## [TASK INSTRUCTIONS]
Could you retype, exactly as written, every line from the top of the records through the line that contains "pub const fn phone()"?

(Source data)
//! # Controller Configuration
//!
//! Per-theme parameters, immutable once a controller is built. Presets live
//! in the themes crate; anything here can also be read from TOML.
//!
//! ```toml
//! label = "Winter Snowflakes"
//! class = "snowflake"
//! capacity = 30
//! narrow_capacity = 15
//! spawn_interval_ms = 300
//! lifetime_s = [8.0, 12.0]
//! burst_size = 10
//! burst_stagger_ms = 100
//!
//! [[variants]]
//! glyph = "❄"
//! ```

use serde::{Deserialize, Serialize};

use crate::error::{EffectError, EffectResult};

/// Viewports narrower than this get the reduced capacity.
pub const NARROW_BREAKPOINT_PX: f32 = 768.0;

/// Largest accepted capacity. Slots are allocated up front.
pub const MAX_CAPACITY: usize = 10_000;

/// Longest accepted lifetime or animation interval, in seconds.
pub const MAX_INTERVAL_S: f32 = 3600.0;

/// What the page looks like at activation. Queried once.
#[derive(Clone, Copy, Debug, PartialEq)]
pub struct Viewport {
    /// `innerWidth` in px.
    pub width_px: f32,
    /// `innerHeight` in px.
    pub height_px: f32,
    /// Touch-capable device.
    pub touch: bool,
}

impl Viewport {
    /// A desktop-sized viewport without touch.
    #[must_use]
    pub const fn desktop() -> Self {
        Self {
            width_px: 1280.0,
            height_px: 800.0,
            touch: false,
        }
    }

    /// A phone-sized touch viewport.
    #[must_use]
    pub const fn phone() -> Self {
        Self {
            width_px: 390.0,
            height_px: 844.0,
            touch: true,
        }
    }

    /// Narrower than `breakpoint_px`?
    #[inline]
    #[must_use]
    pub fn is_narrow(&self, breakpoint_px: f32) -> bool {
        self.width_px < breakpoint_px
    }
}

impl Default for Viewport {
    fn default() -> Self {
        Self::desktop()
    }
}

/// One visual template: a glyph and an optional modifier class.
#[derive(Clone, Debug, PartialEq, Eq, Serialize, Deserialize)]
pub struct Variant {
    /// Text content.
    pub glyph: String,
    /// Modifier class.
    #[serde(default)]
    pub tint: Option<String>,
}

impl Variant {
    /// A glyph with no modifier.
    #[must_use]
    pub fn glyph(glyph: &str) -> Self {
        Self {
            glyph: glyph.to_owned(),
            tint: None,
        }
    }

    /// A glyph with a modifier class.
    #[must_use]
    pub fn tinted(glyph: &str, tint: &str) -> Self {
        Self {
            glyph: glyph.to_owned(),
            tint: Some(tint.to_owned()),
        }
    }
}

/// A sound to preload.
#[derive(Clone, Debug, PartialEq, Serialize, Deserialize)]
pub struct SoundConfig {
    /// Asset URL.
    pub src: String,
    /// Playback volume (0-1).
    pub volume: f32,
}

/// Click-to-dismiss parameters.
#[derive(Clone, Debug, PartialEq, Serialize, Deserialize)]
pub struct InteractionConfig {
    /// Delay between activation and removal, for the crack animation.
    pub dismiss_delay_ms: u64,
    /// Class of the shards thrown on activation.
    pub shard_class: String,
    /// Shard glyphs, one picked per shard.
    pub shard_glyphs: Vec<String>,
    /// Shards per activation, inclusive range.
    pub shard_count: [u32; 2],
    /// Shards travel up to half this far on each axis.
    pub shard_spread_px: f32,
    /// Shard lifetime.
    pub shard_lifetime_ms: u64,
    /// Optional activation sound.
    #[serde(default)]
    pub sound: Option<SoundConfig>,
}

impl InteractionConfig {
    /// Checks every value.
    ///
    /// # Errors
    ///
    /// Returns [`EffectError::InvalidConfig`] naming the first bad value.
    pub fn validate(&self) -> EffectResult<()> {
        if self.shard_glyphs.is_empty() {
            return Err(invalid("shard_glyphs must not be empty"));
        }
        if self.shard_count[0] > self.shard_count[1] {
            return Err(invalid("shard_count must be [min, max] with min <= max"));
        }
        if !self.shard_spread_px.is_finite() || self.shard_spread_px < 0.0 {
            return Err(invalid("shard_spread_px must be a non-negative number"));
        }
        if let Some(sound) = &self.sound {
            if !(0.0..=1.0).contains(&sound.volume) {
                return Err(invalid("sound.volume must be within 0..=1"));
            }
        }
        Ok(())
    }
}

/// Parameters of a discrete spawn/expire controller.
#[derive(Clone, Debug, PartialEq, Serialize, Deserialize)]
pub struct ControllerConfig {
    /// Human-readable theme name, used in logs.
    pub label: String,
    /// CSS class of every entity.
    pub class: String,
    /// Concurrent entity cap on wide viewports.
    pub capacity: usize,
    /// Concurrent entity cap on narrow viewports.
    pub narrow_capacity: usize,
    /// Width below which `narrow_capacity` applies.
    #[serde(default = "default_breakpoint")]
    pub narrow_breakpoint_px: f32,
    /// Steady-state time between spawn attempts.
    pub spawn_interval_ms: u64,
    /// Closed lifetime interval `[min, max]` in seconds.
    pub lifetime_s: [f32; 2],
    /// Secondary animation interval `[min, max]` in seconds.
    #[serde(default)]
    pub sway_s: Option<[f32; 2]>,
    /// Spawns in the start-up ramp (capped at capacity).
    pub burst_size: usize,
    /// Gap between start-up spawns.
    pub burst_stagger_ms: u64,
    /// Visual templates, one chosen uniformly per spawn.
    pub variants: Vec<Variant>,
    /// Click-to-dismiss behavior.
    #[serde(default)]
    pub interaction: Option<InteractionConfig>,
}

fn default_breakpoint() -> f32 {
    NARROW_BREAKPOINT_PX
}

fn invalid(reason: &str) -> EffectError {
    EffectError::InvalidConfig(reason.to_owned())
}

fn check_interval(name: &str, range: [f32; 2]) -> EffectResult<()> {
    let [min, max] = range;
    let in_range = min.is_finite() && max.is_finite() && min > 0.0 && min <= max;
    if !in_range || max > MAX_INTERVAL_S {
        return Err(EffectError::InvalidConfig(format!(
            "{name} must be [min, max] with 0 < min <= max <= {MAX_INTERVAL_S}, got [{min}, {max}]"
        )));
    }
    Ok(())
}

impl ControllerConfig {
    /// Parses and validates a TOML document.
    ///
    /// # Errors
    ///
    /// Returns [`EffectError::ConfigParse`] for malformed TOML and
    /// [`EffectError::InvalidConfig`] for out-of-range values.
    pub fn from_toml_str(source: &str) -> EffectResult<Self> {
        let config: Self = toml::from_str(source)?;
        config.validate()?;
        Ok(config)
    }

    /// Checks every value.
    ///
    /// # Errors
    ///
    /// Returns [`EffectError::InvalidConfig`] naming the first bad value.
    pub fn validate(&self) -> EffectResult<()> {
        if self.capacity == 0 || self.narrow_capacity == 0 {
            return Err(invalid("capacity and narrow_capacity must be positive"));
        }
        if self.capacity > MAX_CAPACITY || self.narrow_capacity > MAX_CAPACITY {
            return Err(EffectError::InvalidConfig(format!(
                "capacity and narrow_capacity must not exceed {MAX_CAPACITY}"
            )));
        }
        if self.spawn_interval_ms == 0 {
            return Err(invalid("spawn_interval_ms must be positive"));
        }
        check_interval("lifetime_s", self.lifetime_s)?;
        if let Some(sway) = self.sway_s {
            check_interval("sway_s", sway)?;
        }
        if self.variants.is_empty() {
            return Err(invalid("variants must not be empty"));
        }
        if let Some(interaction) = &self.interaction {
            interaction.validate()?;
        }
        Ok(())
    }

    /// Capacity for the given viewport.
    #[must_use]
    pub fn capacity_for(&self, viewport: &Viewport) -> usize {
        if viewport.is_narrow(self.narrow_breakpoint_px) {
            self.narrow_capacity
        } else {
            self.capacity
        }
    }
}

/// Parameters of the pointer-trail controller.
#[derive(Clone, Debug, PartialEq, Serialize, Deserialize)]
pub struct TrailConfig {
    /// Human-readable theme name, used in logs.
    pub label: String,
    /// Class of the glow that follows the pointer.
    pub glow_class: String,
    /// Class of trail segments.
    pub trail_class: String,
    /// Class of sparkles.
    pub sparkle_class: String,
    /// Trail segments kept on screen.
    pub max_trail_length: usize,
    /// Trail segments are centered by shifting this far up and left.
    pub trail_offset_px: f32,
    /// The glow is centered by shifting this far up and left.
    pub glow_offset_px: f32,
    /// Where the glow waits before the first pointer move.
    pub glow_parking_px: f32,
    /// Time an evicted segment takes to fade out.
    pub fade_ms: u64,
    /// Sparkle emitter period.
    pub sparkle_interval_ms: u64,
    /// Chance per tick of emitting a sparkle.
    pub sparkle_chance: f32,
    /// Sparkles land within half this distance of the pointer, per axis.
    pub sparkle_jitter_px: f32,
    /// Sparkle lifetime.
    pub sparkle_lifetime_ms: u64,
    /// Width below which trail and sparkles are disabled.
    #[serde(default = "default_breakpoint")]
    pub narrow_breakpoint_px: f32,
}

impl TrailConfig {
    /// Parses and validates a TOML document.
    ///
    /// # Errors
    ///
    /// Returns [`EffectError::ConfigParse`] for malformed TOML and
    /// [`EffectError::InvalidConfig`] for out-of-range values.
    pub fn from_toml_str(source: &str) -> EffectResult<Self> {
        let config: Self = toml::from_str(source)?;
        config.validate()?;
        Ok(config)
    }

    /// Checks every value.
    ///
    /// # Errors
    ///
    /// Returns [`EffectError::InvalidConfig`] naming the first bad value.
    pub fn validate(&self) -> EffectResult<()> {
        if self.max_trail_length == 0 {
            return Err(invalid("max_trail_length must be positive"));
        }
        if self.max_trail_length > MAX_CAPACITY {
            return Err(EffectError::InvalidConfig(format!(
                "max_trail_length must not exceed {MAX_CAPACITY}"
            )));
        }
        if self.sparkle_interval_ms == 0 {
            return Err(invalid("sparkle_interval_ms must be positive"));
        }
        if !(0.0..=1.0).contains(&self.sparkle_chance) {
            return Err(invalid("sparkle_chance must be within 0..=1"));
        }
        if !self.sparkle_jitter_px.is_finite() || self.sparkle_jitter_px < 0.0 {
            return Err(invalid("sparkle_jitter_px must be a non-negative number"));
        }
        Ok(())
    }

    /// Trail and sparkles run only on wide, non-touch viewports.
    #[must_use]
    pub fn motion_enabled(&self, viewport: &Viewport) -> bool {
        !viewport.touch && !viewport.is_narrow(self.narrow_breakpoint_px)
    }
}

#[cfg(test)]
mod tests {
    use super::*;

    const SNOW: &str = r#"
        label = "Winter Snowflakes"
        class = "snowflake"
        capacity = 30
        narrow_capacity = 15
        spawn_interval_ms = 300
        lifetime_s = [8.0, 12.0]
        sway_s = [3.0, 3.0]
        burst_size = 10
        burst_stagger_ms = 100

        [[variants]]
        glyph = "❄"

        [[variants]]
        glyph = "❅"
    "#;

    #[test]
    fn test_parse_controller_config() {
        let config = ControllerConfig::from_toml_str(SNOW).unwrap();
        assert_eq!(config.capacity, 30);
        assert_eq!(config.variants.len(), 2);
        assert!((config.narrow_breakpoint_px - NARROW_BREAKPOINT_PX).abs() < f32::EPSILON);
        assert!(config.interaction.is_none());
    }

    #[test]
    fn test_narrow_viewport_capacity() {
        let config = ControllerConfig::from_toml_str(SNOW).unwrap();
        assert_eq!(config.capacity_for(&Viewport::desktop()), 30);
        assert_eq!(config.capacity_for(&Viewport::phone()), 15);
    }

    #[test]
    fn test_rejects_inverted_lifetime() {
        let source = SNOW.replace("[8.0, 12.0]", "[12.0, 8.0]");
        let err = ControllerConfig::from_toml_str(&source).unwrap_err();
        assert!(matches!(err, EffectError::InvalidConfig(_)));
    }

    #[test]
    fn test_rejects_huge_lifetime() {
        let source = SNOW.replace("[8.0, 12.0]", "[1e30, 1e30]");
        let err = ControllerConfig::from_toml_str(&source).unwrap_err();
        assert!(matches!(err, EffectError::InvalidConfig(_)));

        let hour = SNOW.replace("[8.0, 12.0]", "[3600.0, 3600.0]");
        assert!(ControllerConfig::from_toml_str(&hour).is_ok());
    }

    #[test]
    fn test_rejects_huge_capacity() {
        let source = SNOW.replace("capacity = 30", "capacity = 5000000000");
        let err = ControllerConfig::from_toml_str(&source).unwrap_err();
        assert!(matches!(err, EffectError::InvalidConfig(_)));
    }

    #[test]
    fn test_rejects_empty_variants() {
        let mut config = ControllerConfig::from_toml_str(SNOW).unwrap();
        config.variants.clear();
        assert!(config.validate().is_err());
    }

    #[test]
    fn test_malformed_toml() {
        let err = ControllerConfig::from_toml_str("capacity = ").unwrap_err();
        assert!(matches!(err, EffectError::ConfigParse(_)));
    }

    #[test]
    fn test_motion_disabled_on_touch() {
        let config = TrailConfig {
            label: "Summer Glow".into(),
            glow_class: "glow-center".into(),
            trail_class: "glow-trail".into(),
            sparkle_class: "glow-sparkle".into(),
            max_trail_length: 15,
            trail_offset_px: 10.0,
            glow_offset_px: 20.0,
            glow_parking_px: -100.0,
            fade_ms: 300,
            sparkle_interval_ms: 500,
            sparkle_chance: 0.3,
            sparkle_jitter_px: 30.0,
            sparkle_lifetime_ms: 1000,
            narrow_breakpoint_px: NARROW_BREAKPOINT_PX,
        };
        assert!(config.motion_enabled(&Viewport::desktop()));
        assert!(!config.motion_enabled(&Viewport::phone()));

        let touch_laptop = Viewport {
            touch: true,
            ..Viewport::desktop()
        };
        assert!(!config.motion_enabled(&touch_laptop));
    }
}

## [SOLUTION FOR THIS EXERCISE]
//! # Controller Configuration
//!
//! Per-theme parameters, immutable once a controller is built. Presets live
//! in the themes crate; anything here can also be read from TOML.
//!
//! ```toml
//! label = "Winter Snowflakes"
//! class = "snowflake"
//! capacity = 30
//! narrow_capacity = 15
//! spawn_interval_ms = 300
//! lifetime_s = [8.0, 12.0]
//! burst_size = 10
//! burst_stagger_ms = 100
//!
//! [[variants]]
//! glyph = "❄"
//! ```

use serde::{Deserialize, Serialize};

use crate::error::{EffectError, EffectResult};

/// Viewports narrower than this get the reduced capacity.
pub const NARROW_BREAKPOINT_PX: f32 = 768.0;

/// Largest accepted capacity. Slots are allocated up front.
pub const MAX_CAPACITY: usize = 10_000;

/// Longest accepted lifetime or animation interval, in seconds.
pub const MAX_INTERVAL_S: f32 = 3600.0;

/// What the page looks like at activation. Queried once.
#[derive(Clone, Copy, Debug, PartialEq)]
pub struct Viewport {
    /// `innerWidth` in px.
    pub width_px: f32,
    /// `innerHeight` in px.
    pub height_px: f32,
    /// Touch-capable device.
    pub touch: bool,
}

impl Viewport {
    /// A desktop-sized viewport without touch.
    #[must_use]
    pub const fn desktop() -> Self {
        Self {
            width_px: 1280.0,
            height_px: 800.0,
            touch: false,
        }
    }

    /// A phone-sized touch viewport.
    #[must_use]
    pub const fn phone() -> Self {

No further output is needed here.